Genau das liebte sie daran – es war das Risiko wert.

Elli lächelte und nickte eifrig, als müsste sie sich selbst überzeugen.

Als Elli schließlich ganz leise zum Schlafzimmer schlich, um Stig nicht zu wecken, stand jedenfalls fest, dass sie mehreren, sehr verzweifelten Menschen geholfen hatte. Ihre Augen waren müde, ihr Körper erschöpft, aber ihr Herz fühlte sich erfüllt an.

Elli trat in den Flur, die Stille des Hauses umfing sie. Vor der Kellertür hatte sie plötzlich wieder dieses Gefühl, als ob sich ein Schatten über den Raum legen würde. Es war nur ein Moment, aber plötzlich spürte sie ein leichtes Frösteln, als hätte die Luft sich verändert. Sie rieb sich die Arme und runzelte die Stirn. ‚Unsinn‘, dachte sie, ‚es ist nur ein Keller.‘ Trotzdem drehte sie den Schlüssel in der Kellertür mehrmals herum, bis das Schloss leise einrastete.

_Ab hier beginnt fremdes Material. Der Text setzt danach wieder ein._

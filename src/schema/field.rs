//! Field kinds and the typed value conversions layered on top of them.

use bytes::Bytes;

use super::error::{Result, SchemaError};
use crate::common::binary::{len_u32, read_slice, read_u32_le, write_u32_le};

/// Kind tag stored next to every field in the directory.
#[derive(Debug, Clone, Copy, PartialEq, Eq, Hash)]
#[repr(u8)]
pub enum FieldKind {
    /// One byte, 0 or 1
    Bool = 1,
    /// Four bytes, little-endian
    U32 = 2,
    /// UTF-8 text
    String = 3,
    /// u32 count followed by length-prefixed UTF-8 items
    StringList = 4,
    /// Uninterpreted bytes
    Bytes = 5,
}

impl FieldKind {
    pub fn from_u8(tag: u8) -> Option<Self> {
        match tag {
            1 => Some(FieldKind::Bool),
            2 => Some(FieldKind::U32),
            3 => Some(FieldKind::String),
            4 => Some(FieldKind::StringList),
            5 => Some(FieldKind::Bytes),
            _ => None,
        }
    }

    pub fn name(self) -> &'static str {
        match self {
            FieldKind::Bool => "bool",
            FieldKind::U32 => "u32",
            FieldKind::String => "string",
            FieldKind::StringList => "string list",
            FieldKind::Bytes => "bytes",
        }
    }
}

impl std::fmt::Display for FieldKind {
    fn fmt(&self, f: &mut std::fmt::Formatter<'_>) -> std::fmt::Result {
        f.write_str(self.name())
    }
}

/// An encoded field: its kind tag and payload, not yet interpreted.
///
/// The tag is kept as a raw byte so fields written by a newer schema version
/// (with kinds this build does not know) can be carried through unchanged.
#[derive(Debug, Clone, PartialEq, Eq)]
pub struct RawField {
    pub kind: u8,
    pub payload: Bytes,
}

impl RawField {
    pub fn new(kind: FieldKind, payload: impl Into<Bytes>) -> Self {
        Self {
            kind: kind as u8,
            payload: payload.into(),
        }
    }

    /// The kind tag, if it is one this build understands.
    pub fn field_kind(&self) -> Option<FieldKind> {
        FieldKind::from_u8(self.kind)
    }

    /// Encode a typed value.
    pub fn encode<T: FieldType>(slot: u16, value: &T) -> Result<Self> {
        let mut payload = Vec::new();
        value.encode(slot, &mut payload)?;
        Ok(Self::new(T::KIND, payload))
    }

    /// Interpret the payload as `T`, checking the stored kind first.
    pub fn decode<T: FieldType>(&self, slot: u16) -> Result<T> {
        match self.field_kind() {
            Some(kind) if kind == T::KIND => T::decode(slot, &self.payload),
            Some(kind) => Err(SchemaError::mismatch(slot, T::KIND, kind.name())),
            None => Err(SchemaError::mismatch(
                slot,
                T::KIND,
                format!("unknown kind tag {}", self.kind),
            )),
        }
    }
}

/// A Rust type that can be stored in a table field.
pub trait FieldType: Sized {
    /// Kind tag written for this type.
    const KIND: FieldKind;

    /// Append the payload for `self`.
    fn encode(&self, slot: u16, out: &mut Vec<u8>) -> Result<()>;

    /// Decode a payload whose kind tag already matched.
    fn decode(slot: u16, payload: &Bytes) -> Result<Self>;
}

impl FieldType for bool {
    const KIND: FieldKind = FieldKind::Bool;

    fn encode(&self, _slot: u16, out: &mut Vec<u8>) -> Result<()> {
        out.push(u8::from(*self));
        Ok(())
    }

    fn decode(slot: u16, payload: &Bytes) -> Result<Self> {
        match payload.as_ref() {
            [0] => Ok(false),
            [1] => Ok(true),
            [other] => Err(SchemaError::mismatch(
                slot,
                FieldKind::Bool,
                format!("byte value {}", other),
            )),
            _ => Err(SchemaError::mismatch(
                slot,
                FieldKind::Bool,
                format!("{}-byte value", payload.len()),
            )),
        }
    }
}

impl FieldType for u32 {
    const KIND: FieldKind = FieldKind::U32;

    fn encode(&self, _slot: u16, out: &mut Vec<u8>) -> Result<()> {
        write_u32_le(out, *self);
        Ok(())
    }

    fn decode(slot: u16, payload: &Bytes) -> Result<Self> {
        if payload.len() != 4 {
            return Err(SchemaError::mismatch(
                slot,
                FieldKind::U32,
                format!("{}-byte value", payload.len()),
            ));
        }
        read_u32_le(payload, 0).map_err(|e| SchemaError::out_of_range(slot, e.to_string()))
    }
}

impl FieldType for String {
    const KIND: FieldKind = FieldKind::String;

    fn encode(&self, _slot: u16, out: &mut Vec<u8>) -> Result<()> {
        out.extend_from_slice(self.as_bytes());
        Ok(())
    }

    fn decode(slot: u16, payload: &Bytes) -> Result<Self> {
        utf8(slot, FieldKind::String, payload)
    }
}

impl FieldType for Vec<String> {
    const KIND: FieldKind = FieldKind::StringList;

    fn encode(&self, slot: u16, out: &mut Vec<u8>) -> Result<()> {
        let count = len_u32(self.len()).map_err(|e| SchemaError::out_of_range(slot, e.to_string()))?;
        write_u32_le(out, count);
        for item in self {
            let len =
                len_u32(item.len()).map_err(|e| SchemaError::out_of_range(slot, e.to_string()))?;
            write_u32_le(out, len);
            out.extend_from_slice(item.as_bytes());
        }
        Ok(())
    }

    fn decode(slot: u16, payload: &Bytes) -> Result<Self> {
        let range = |e: crate::common::binary::BinaryError| SchemaError::out_of_range(slot, e.to_string());

        let count = read_u32_le(payload, 0).map_err(range)? as usize;
        // Every item needs at least its 4-byte length prefix.
        if count > payload.len() / 4 {
            return Err(SchemaError::out_of_range(
                slot,
                format!("list claims {} items in {} bytes", count, payload.len()),
            ));
        }

        let mut items = Vec::with_capacity(count);
        let mut pos = 4;
        for _ in 0..count {
            let len = read_u32_le(payload, pos).map_err(range)? as usize;
            pos += 4;
            let bytes = read_slice(payload, pos, len).map_err(range)?;
            pos += len;
            items.push(utf8(slot, FieldKind::StringList, bytes)?);
        }
        Ok(items)
    }
}

impl FieldType for Bytes {
    const KIND: FieldKind = FieldKind::Bytes;

    fn encode(&self, _slot: u16, out: &mut Vec<u8>) -> Result<()> {
        out.extend_from_slice(self);
        Ok(())
    }

    fn decode(_slot: u16, payload: &Bytes) -> Result<Self> {
        Ok(payload.clone())
    }
}

fn utf8(slot: u16, kind: FieldKind, bytes: &[u8]) -> Result<String> {
    std::str::from_utf8(bytes)
        .map(str::to_owned)
        .map_err(|e| SchemaError::mismatch(slot, kind, format!("invalid UTF-8 ({})", e)))
}

#[cfg(test)]
mod tests {
    use super::*;

    #[test]
    fn test_kind_tag_checked_before_payload() {
        let raw = RawField::encode(4, &"text".to_string()).unwrap();
        assert_eq!(raw.decode::<String>(4).unwrap(), "text");
        assert!(matches!(
            raw.decode::<bool>(4),
            Err(SchemaError::TypeMismatch { slot: 4, expected: FieldKind::Bool, .. })
        ));
    }

    #[test]
    fn test_unknown_kind_tag() {
        let raw = RawField {
            kind: 42,
            payload: Bytes::from_static(b"x"),
        };
        assert_eq!(raw.field_kind(), None);
        let err = raw.decode::<String>(6).unwrap_err();
        assert!(err.to_string().contains("unknown kind tag 42"));
    }

    #[test]
    fn test_bool_width_is_strict() {
        let raw = RawField::new(FieldKind::Bool, vec![1u8, 0]);
        assert!(matches!(
            raw.decode::<bool>(4),
            Err(SchemaError::TypeMismatch { .. })
        ));
        let raw = RawField::new(FieldKind::Bool, vec![7u8]);
        assert!(raw.decode::<bool>(4).is_err());
    }

    #[test]
    fn test_string_list_preserves_order_and_empties() {
        let tags = vec!["b".to_string(), String::new(), "a".to_string()];
        let raw = RawField::encode(10, &tags).unwrap();
        assert_eq!(raw.decode::<Vec<String>>(10).unwrap(), tags);
    }

    #[test]
    fn test_string_list_truncated_item() {
        // count = 1, item length = 10, but only 2 bytes follow
        let payload = vec![1, 0, 0, 0, 10, 0, 0, 0, b'h', b'i'];
        let raw = RawField::new(FieldKind::StringList, payload);
        assert!(matches!(
            raw.decode::<Vec<String>>(10),
            Err(SchemaError::FieldOutOfRange { slot: 10, .. })
        ));
    }

    #[test]
    fn test_string_list_absurd_count() {
        let payload = vec![0xFF, 0xFF, 0xFF, 0xFF];
        let raw = RawField::new(FieldKind::StringList, payload);
        assert!(matches!(
            raw.decode::<Vec<String>>(10),
            Err(SchemaError::FieldOutOfRange { .. })
        ));
    }

    #[test]
    fn test_invalid_utf8_is_type_mismatch() {
        let raw = RawField::new(FieldKind::String, vec![0xC3, 0x28]);
        assert!(matches!(
            raw.decode::<String>(4),
            Err(SchemaError::TypeMismatch { .. })
        ));
    }
}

Warum tat sie das eigentlich?
Es war die alte vertraute Kellertür, durch die sie täglich ging. Doch manchmal fühlte sich die Tür anders an, als wäre dort unten etwas, das nicht ans Licht dringen sollte.

Sie schüttelte den Kopf und atmete tief durch. Jetzt war die Tür ja fest verriegelt.

Elli schlich beruhigt ins Schlafzimmer und schlüpfte zu Stig ins Bett. Er wachte ein wenig auf, legte seine Arme um sie und zog sie sanft zu sich herüber. „Eulchen, das hat ja ewig gedauert. … Ich will jetzt nicht schimpfen, aber denk auch mal an deinen Kater.“, murmelte er im Halbschlaf.

Elli kuschelte sich eng an ihn und sie war froh, dass dieses Mal kein heftiger Konflikt aus der Situation entstand. „Ich weiß, da waren aber ein paar Leute richtig in Not. Lass uns schlafen, mein lieber Kater, ich bin froh, endlich hier zu sein“, sagte sie. „Schlaf gut!“, fügte sie hinzu und drehte sich zur Seite. „Schlaf gut!“, antwortete er mit einer gewissen Resignation in der Stimme, und kurz darauf hörte sie sein leises Schnarchen. Jetzt war sie bereit, sich erschöpft, aber zufrieden in das Reich der Träume sinken zu lassen.